是否有可能创建一个与日志(n)的复杂的ArrayList性质的地图? [英] Is it possible to create a Map that has ArrayList properties with log(n) complexity?
问题描述
我想建立一个需要持有键和值的通用数据结构,并在同一时间跟踪在其中关键的和值分别投放如ArrayList指数的只是在一个复杂度O做(log n)的或更小。

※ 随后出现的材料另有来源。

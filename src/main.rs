// src/main.rs
mod config;
mod drivers;
mod engine;
mod feedback;
mod recorder;
#[cfg(test)]
mod testlog;
mod types;

use std::io::{self, BufRead};
use std::path::PathBuf;
use std::process::ExitCode;
use std::sync::mpsc::{self, Receiver};
use std::thread;

use anyhow::{Context, Result};
use env_logger::Env;
use log::{debug, error, info, warn};

use crate::config::{ConfigError, FeedbackConfig};
use crate::engine::{wait_for_controller, SessionLoop, WAIT_POLL};
use crate::feedback::AudioOutput;
use crate::recorder::TraceRecorder;
use crate::types::*;

const USAGE: &str = "usage: alphatheta-feedback <config.json> [--autostart]";

#[derive(Debug, PartialEq)]
struct CliArgs {
    config_path: PathBuf,
    autostart: bool,
}

fn parse_args<I: IntoIterator<Item = String>>(args: I) -> Result<CliArgs, String> {
    let mut config_path = None;
    let mut autostart = false;
    for arg in args {
        match arg.as_str() {
            "--autostart" => autostart = true,
            flag if flag.starts_with("--") => return Err(format!("unknown option '{flag}'")),
            _ if config_path.is_some() => return Err(format!("unexpected argument '{arg}'")),
            _ => config_path = Some(PathBuf::from(arg)),
        }
    }
    let config_path = config_path.ok_or_else(|| "missing config file".to_string())?;
    Ok(CliArgs {
        config_path,
        autostart,
    })
}

// 控制台命令 -> 三态信号
fn parse_command(line: &str) -> Option<SessionState> {
    match line.trim().to_ascii_lowercase().as_str() {
        "start" | "run" => Some(SessionState::Run),
        "stop" => Some(SessionState::Stop),
        _ => None,
    }
}

fn spawn_controller(signal: SessionSignal) {
    thread::spawn(move || {
        for line in io::stdin().lock().lines() {
            let Ok(line) = line else { break };
            match parse_command(&line) {
                Some(state) => {
                    info!("Controller: {:?}", state);
                    signal.set(state);
                }
                None if line.trim().is_empty() => {}
                None => warn!("Unknown command '{}', expected 'start' or 'stop'", line.trim()),
            }
        }
    });
}

// 会话消息 -> 日志; 引擎自己已经对异常情况打过 warn!
fn report(msg: SessionMessage) {
    match msg {
        SessionMessage::Log(text) => info!("{text}"),
        SessionMessage::State(state) => info!("Session state: {:?}", state),
        SessionMessage::Stale { last_seen } => debug!("No new samples since {:?}", last_seen),
        SessionMessage::Feedback(report) => info!(
            "[{:7.1}s] ratio={:.3} smoothed={:.3} volumes=({:.2}, {:.2})",
            report.elapsed.as_secs_f64(),
            report.ratio,
            report.smoothed,
            report.volumes.0,
            report.volumes.1
        ),
        SessionMessage::Finished(outcome, summary) => info!(
            "Finished: {:?} after {} feedback cycles",
            outcome, summary.applied_cycles
        ),
    }
}

fn spawn_status_printer(rx: Receiver<SessionMessage>) -> thread::JoinHandle<()> {
    thread::spawn(move || {
        while let Ok(msg) = rx.recv() {
            report(msg);
        }
    })
}

fn run_session(config: &FeedbackConfig, autostart: bool) -> Result<SessionOutcome> {
    let signal = SessionSignal::new(if autostart {
        SessionState::Run
    } else {
        SessionState::Wait
    });
    spawn_controller(signal.clone());
    let (tx, rx) = mpsc::channel();
    let printer = spawn_status_printer(rx);

    if !autostart {
        info!("Type 'start' to begin the session, 'stop' to end it");
    }
    // 先等控制器, 再连设备和声卡
    if wait_for_controller(&signal, WAIT_POLL, Some(&tx)) == SessionState::Stop {
        info!("Stop requested before the session started");
        drop(tx);
        printer.join().ok();
        return Ok(SessionOutcome::Aborted);
    }

    let device = drivers::resolve_device(
        config.device_name.as_deref(),
        config.device_serial.as_deref(),
    );
    info!("Using device '{}' ({:?})", device.name, device.serial);
    let receiver = drivers::connect(&device, config.window_size_sec, config.buffer_size_sec)
        .with_context(|| format!("failed to connect to '{}'", device.name))?;
    let output = AudioOutput::open_default()?;
    let sounds = (
        output.load(&config.sound_state_1_path)?,
        output.load(&config.sound_state_2_path)?,
    );

    let mut session = SessionLoop::new(receiver, config, sounds, signal)?.with_outbox(tx);
    if let Some(path) = &config.trace_path {
        let recorder = TraceRecorder::create(path)
            .with_context(|| format!("failed to create trace file {}", path.display()))?;
        session = session.with_recorder(recorder);
    }
    let outcome = session.run();
    // closes the status channel; the sinks go before the output stream
    drop(session);
    drop(output);
    printer.join().ok();
    Ok(outcome)
}

fn main() -> ExitCode {
    env_logger::Builder::from_env(Env::default().default_filter_or("info")).init();

    let args = match parse_args(std::env::args().skip(1)) {
        Ok(args) => args,
        Err(e) => {
            eprintln!("{e}\n{USAGE}");
            return ExitCode::from(2);
        }
    };
    let config = match config::load_config(&args.config_path) {
        Ok(config) => config,
        Err(ConfigError::Invalid(issues)) => {
            for issue in &issues {
                error!("Config: {issue}");
            }
            return ExitCode::from(2);
        }
        Err(e) => {
            error!("{e}");
            return ExitCode::from(2);
        }
    };

    match run_session(&config, args.autostart) {
        Ok(SessionOutcome::Aborted) => ExitCode::from(1),
        Ok(_) => ExitCode::SUCCESS,
        Err(e) => {
            error!("{e:#}");
            ExitCode::from(3)
        }
    }
}
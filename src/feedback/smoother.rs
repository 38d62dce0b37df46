/// Default blending factor between consecutive cycles.
pub const DEFAULT_SMOOTHING_ALPHA: f64 = 0.25;
/// Exponential blend of `current` into `previous`; passes `current` through
/// when there is no previous value.
pub fn smooth(previous: Option<f64>, current: f64, alpha: f64) -> f64 {
    match previous {
        Some(previous) => previous + (current - previous) * alpha,
        None => current,
    }
}
/// Keeps the previous output between cycles.
#[derive(Clone, Debug)]
pub struct TemporalSmoother {
    alpha: f64,
    previous: Option<f64>,
}
impl TemporalSmoother {
    pub fn new(alpha: f64) -> Self {
        Self {
            alpha,
            previous: None,
        }
    }
    pub fn smooth(&mut self, current: f64) -> f64 {
        let output = smooth(self.previous, current, self.alpha);
        self.previous = Some(output);
        output
    }
    pub fn previous(&self) -> Option<f64> {
        self.previous
    }
}
impl Default for TemporalSmoother {
    fn default() -> Self {
        Self::new(DEFAULT_SMOOTHING_ALPHA)
    }
}
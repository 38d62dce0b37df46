// src/testlog.rs
// 测试用日志捕获: 每个测试线程只看到自己线程上产生的记录
use std::cell::RefCell;
use std::sync::Once;

use log::{Level, LevelFilter, Log, Metadata, Record};

thread_local! {
    static RECORDS: RefCell<Vec<(Level, String)>> = RefCell::new(Vec::new());
}

struct ThreadCapture;

impl Log for ThreadCapture {
    fn enabled(&self, _: &Metadata) -> bool {
        true
    }

    fn log(&self, record: &Record) {
        RECORDS.with(|r| {
            r.borrow_mut()
                .push((record.level(), record.args().to_string()))
        });
    }

    fn flush(&self) {}
}

static LOGGER: ThreadCapture = ThreadCapture;
static INSTALL: Once = Once::new();

/// Runs `f` and returns what it logged on the current thread.
pub fn capture<T>(f: impl FnOnce() -> T) -> (T, Vec<(Level, String)>) {
    INSTALL.call_once(|| {
        log::set_logger(&LOGGER).ok();
        log::set_max_level(LevelFilter::Trace);
    });
    RECORDS.with(|r| r.borrow_mut().clear());
    let out = f();
    let records = RECORDS.with(|r| r.borrow_mut().drain(..).collect());
    (out, records)
}

pub fn count(records: &[(Level, String)], level: Level) -> usize {
    records.iter().filter(|(l, _)| *l == level).count()
}
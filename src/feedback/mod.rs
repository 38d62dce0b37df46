// src/feedback/mod.rs
// Per-cycle pipeline: band power -> feature -> normalisation -> smoothing -> mix.
pub mod band_power;
pub mod error;
pub mod feature;
pub mod history;
pub mod mixer;
pub mod normalizer;
pub mod smoother;
pub mod sound;
pub mod spatial;
pub use band_power::{BandPowerEstimator, BandSpec};
pub use error::FeedbackError;
pub use feature::{FeatureExtractor, FeatureMode};
pub use history::RingHistory;
pub use mixer::{mix_volumes, FeedbackMixer, MixPolicy};
pub use normalizer::{normalize, AdaptiveNormalizer, FALLBACK_RATIO};
pub use smoother::{smooth, TemporalSmoother, DEFAULT_SMOOTHING_ALPHA};
pub use sound::{AudioOutput, DeviceSound, MemorySound, SoundChannel};
pub use spatial::SpatialFilter;
use std::fs::File;
use std::io::{self, BufWriter, Write};
use std::path::Path;

use log::info;

use crate::types::CycleReport;

/// Per-cycle CSV trace of the feedback signal chain.
pub struct TraceRecorder<W: Write> {
    writer: BufWriter<W>,
    rows: u64,
}

impl TraceRecorder<Box<dyn Write>> {
    pub fn create(path: &Path) -> io::Result<Self> {
        let file = File::create(path)?;
        info!("Recording feedback trace to {}", path.display());
        Self::new(Box::new(file))
    }
}

impl<W: Write> TraceRecorder<W> {
    pub fn new(inner: W) -> io::Result<Self> {
        let mut writer = BufWriter::new(inner);
        writeln!(
            writer,
            "elapsed_sec,last_timestamp,feature,ratio,smoothed,volume_1,volume_2"
        )?;
        Ok(Self { writer, rows: 0 })
    }

    pub fn write_record(&mut self, report: &CycleReport) -> io::Result<()> {
        writeln!(
            self.writer,
            "{:.4},{:.6},{:.6},{:.6},{:.6},{:.4},{:.4}",
            report.elapsed.as_secs_f64(),
            report.last_timestamp,
            report.feature,
            report.ratio,
            report.smoothed,
            report.volumes.0,
            report.volumes.1
        )?;
        self.rows += 1;
        Ok(())
    }

    pub fn rows(&self) -> u64 {
        self.rows
    }

    pub fn finish(mut self) -> io::Result<W> {
        self.writer.flush()?;
        self.writer.into_inner().map_err(|e| e.into_error())
    }
}
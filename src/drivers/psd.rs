use ndarray::{Array2, ArrayView1};
use rayon::prelude::*;
use rayon::{ThreadPool, ThreadPoolBuilder};
use rustfft::{num_complex::Complex64, FftPlanner};
use crate::drivers::AcquisitionError;
/// In-band power spectral density for each channel.
#[derive(Clone, Debug)]
pub struct BandPsd {
    pub frequencies_hz: Vec<f64>,
    pub power: Array2<f64>, // channel -> bins
}
/// Hann-windowed, one-sided periodogram restricted to `[fmin, fmax]`.
///
/// Channels are transformed in parallel on a private pool of `worker_count`
/// threads; the result does not depend on the worker count.
pub struct PsdEstimator {
    sample_rate_hz: f64,
    fmin: f64,
    fmax: f64,
    pool: ThreadPool,
}
impl PsdEstimator {
    pub fn new(
        sample_rate_hz: f64,
        fmin: f64,
        fmax: f64,
        worker_count: usize,
    ) -> Result<Self, AcquisitionError> {
        if sample_rate_hz <= 0.0 {
            return Err(AcquisitionError::InvalidSampleRate);
        }
        let pool = ThreadPoolBuilder::new()
            .num_threads(worker_count.max(1))
            .thread_name(|i| format!("psd-worker-{i}"))
            .build()
            .map_err(|e| AcquisitionError::Backend(e.to_string()))?;
        Ok(Self {
            sample_rate_hz,
            fmin,
            fmax,
            pool,
        })
    }
    pub fn estimate(&self, window: &Array2<f64>) -> Result<BandPsd, AcquisitionError> {
        let n = window.ncols();
        if n == 0 {
            return Err(AcquisitionError::EmptyWindow);
        }
        let bins: Vec<usize> = (0..=n / 2)
            .filter(|&k| {
                let f = self.bin_frequency(k, n);
                f >= self.fmin && f <= self.fmax
            })
            .collect();
        let frequencies_hz = bins.iter().map(|&k| self.bin_frequency(k, n)).collect();
        let taper = hann(n);
        let taper_power: f64 = taper.iter().map(|w| w * w).sum();
        let scale = 1.0 / (self.sample_rate_hz * taper_power);
        let fft = FftPlanner::<f64>::new().plan_fft_forward(n);
        let rows: Vec<ArrayView1<f64>> = window.rows().into_iter().collect();
        let per_channel: Vec<Vec<f64>> = self.pool.install(|| {
            rows.par_iter()
                .map(|channel| {
                    let mut buffer: Vec<Complex64> = channel
                        .iter()
                        .zip(&taper)
                        .map(|(&v, &w)| Complex64::new(v * w, 0.0))
                        .collect();
                    fft.process(&mut buffer);
                    bins.iter()
                        .map(|&k| {
                            // one-sided: fold the negative frequencies except DC/Nyquist
                            let fold = if k == 0 || (n % 2 == 0 && k == n / 2) {
                                1.0
                            } else {
                                2.0
                            };
                            buffer[k].norm_sqr() * scale * fold
                        })
                        .collect()
                })
                .collect()
        });
        let mut power = Array2::zeros((per_channel.len(), bins.len()));
        for (mut row, values) in power.rows_mut().into_iter().zip(per_channel) {
            for (dst, v) in row.iter_mut().zip(values) {
                *dst = v;
            }
        }
        Ok(BandPsd {
            frequencies_hz,
            power,
        })
    }
    fn bin_frequency(&self, k: usize, n: usize) -> f64 {
        k as f64 * self.sample_rate_hz / n as f64
    }
}
fn hann(n: usize) -> Vec<f64> {
    // too short to taper meaningfully
    if n < 4 {
        return vec![1.0; n];
    }
    (0..n)
        .map(|i| 0.5 - 0.5 * (2.0 * std::f64::consts::PI * i as f64 / n as f64).cos())
        .collect()
}
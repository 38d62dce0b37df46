use thiserror::Error;
use crate::drivers::AcquisitionError;
#[derive(Debug, Error)]
pub enum FeedbackError {
    #[error("feature value {value} is not a finite non-negative number")]
    DegenerateFeature { value: f64 },
    #[error("channel {channel} out of range for a {available}-channel window")]
    ChannelOutOfRange { channel: usize, available: usize },
    #[error("unsupported mix policy '{0}' (expected REPLACING, ADDITIVE_NEGATIVE or ADDITIVE_POSITIVE)")]
    UnsupportedPolicy(String),
    #[error("unsupported feature mode '{0}' (expected THETA or ALPHA_THETA)")]
    UnsupportedFeatureMode(String),
    #[error("unsupported spatial filter '{0}' (expected NONE or CAR)")]
    UnsupportedSpatialFilter(String),
    #[error("cannot load sound '{path}': {reason}")]
    Sound { path: String, reason: String },
    #[error(transparent)]
    Acquisition(#[from] AcquisitionError),
}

我tryed变通解决这一问题,并创造了各种树状图有整型 - 指数的和valuse,反之亦然,并与按键相同
只是为了更清楚,该指数的象征从用户插入的顺序。所以,如果我有3个元素则其索引的是0 1 2,如果元素0被删除,然后我需要把1比0和2比1和一个新元素将与指数2加入。
我的问题是,当我删除键和它的价值,如果我想插入正确的索引我必须确保所有的旧分别设置回来1。我不知道怎么下键和值做到这一点,而不是陷入O(n)的复杂性。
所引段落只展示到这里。